At Pentecost Peter proclaimed that “Jesus the Nazarene [was] a man attested to you by God” and that “this Man delivered up by the predetermined plan and foreknowledge of God, you nailed to a cross” (Ac.2.22-23). Later in the same message he proclaimed that Jesus was still alive, not merely in spirit but in body. He told of David’s speaking “of the resurrection of the Christ, that He was neither abandoned to Hades [grave], nor did His flesh suffer decay. This Jesus God raised up again.” In his opening words to the Romans, Paul makes it clear that “the gospel of God” for which he was set apart was “concerning His Son, who was born of a descendant of David according to the flesh, who was declared the Son of God with power by the resurrection from the dead” (Ro.1.1-4). Jesus’ resurrection evidenced both His humanity and His deity.
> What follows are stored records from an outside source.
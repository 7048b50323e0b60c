use std::fmt;

use log::debug;
use once_cell::sync::OnceCell;

use crate::{
    config::ParserConfig,
    constants::DEFAULT_BINDING_POWER,
    json::{
        decoder::{DecodeError, Decoder},
        grammar::json_symbol_table,
        value::Value,
    },
    parsing::{
        parser::{Parser, ParserError},
        tokenizer::Tokenizer,
    },
    symbol::{
        symbol_node::SymbolNode,
        symbol_table::{SymbolTable, SymbolTableError},
    },
};

#[derive(Debug, Clone, PartialEq, Eq)]
pub enum JsonError {
    SymbolTable(SymbolTableError),
    Parser(ParserError),
    Decode(DecodeError),
}

impl fmt::Display for JsonError {
    fn fmt(&self, f: &mut fmt::Formatter<'_>) -> fmt::Result {
        match self {
            JsonError::SymbolTable(e) => write!(f, "{}", e),
            JsonError::Parser(e) => write!(f, "{}", e),
            JsonError::Decode(e) => write!(f, "{}", e),
        }
    }
}

impl std::error::Error for JsonError {
    fn source(&self) -> Option<&(dyn std::error::Error + 'static)> {
        match self {
            JsonError::SymbolTable(e) => Some(e),
            JsonError::Parser(e) => Some(e),
            JsonError::Decode(e) => Some(e),
        }
    }
}

impl From<SymbolTableError> for JsonError {
    fn from(value: SymbolTableError) -> Self {
        JsonError::SymbolTable(value)
    }
}

impl From<ParserError> for JsonError {
    fn from(value: ParserError) -> Self {
        JsonError::Parser(value)
    }
}

impl From<DecodeError> for JsonError {
    fn from(value: DecodeError) -> Self {
        JsonError::Decode(value)
    }
}

/// JSON grammar plus decoder. Built once, then shared read-only by any
/// number of parses.
#[derive(Clone, Debug)]
pub struct JsonParser {
    table: SymbolTable,
    decoder: Decoder,
    config: ParserConfig,
}

impl JsonParser {
    pub fn new() -> Result<Self, JsonError> {
        Self::with_config(ParserConfig::default())
    }

    pub fn with_config(config: ParserConfig) -> Result<Self, JsonError> {
        debug!("Creating JSON parser with {:?}", config);
        Ok(JsonParser {
            table: json_symbol_table()?,
            decoder: Decoder::new(config.decode_escapes),
            config,
        })
    }

    pub fn get_config(&self) -> &ParserConfig {
        &self.config
    }

    pub fn get_table(&self) -> &SymbolTable {
        &self.table
    }

    pub fn tokens<'a>(&'a self, input: &'a str) -> Tokenizer<'a> {
        Tokenizer::new(&self.table, input)
            .with_error_context_length(self.config.error_context_length)
    }

    pub fn parse_tree(&self, input: &str) -> Result<SymbolNode, JsonError> {
        let mut parser = Parser::new(&self.table, self.tokens(input))?
            .with_max_depth(self.config.max_depth);
        let root = parser.expression(DEFAULT_BINDING_POWER)?;
        if !self.config.allow_trailing_input {
            parser.finish()?;
        }
        Ok(root)
    }

    /// Parses and decodes one document. Unless configured otherwise the
    /// document must be an object, and anything after it is left unread.
    pub fn parse(&self, input: &str) -> Result<Value, JsonError> {
        let root = self.parse_tree(input)?;
        let value = if self.config.require_object_root {
            Value::Object(self.decoder.decode_document(&root)?)
        } else {
            self.decoder.decode(&root)?
        };
        Ok(value)
    }
}

static DEFAULT_PARSER: OnceCell<JsonParser> = OnceCell::new();

/// The parser with default configuration, built on first use.
pub fn default_parser() -> Result<&'static JsonParser, JsonError> {
    DEFAULT_PARSER.get_or_try_init(JsonParser::new)
}

/// Parses `input` with the default parser.
pub fn parse(input: &str) -> Result<Value, JsonError> {
    default_parser()?.parse(input)
}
In His vision to John on Patmos Christ declared, “I am the first and the last, and the living One; and I was dead, and behold, I am alive forevermore, and I have the keys of death and of the grave ” (Re.1.17-18). In his second letter John points up the crucial importance of believing that Jesus was born, lived, died, and was raised up a human being: “For many deceivers have gone out into the world, those who do not acknowledge Jesus Christ as coming in the flesh. This is the deceiver and the antichrist.”
The Corinthians could not fall back on the pagan notion that Christ only appeared to be human. He was fully human; He physically lived and died and lived again. Therefore, if there is no such thing as physical resurrection, “not even Christ has been raised.”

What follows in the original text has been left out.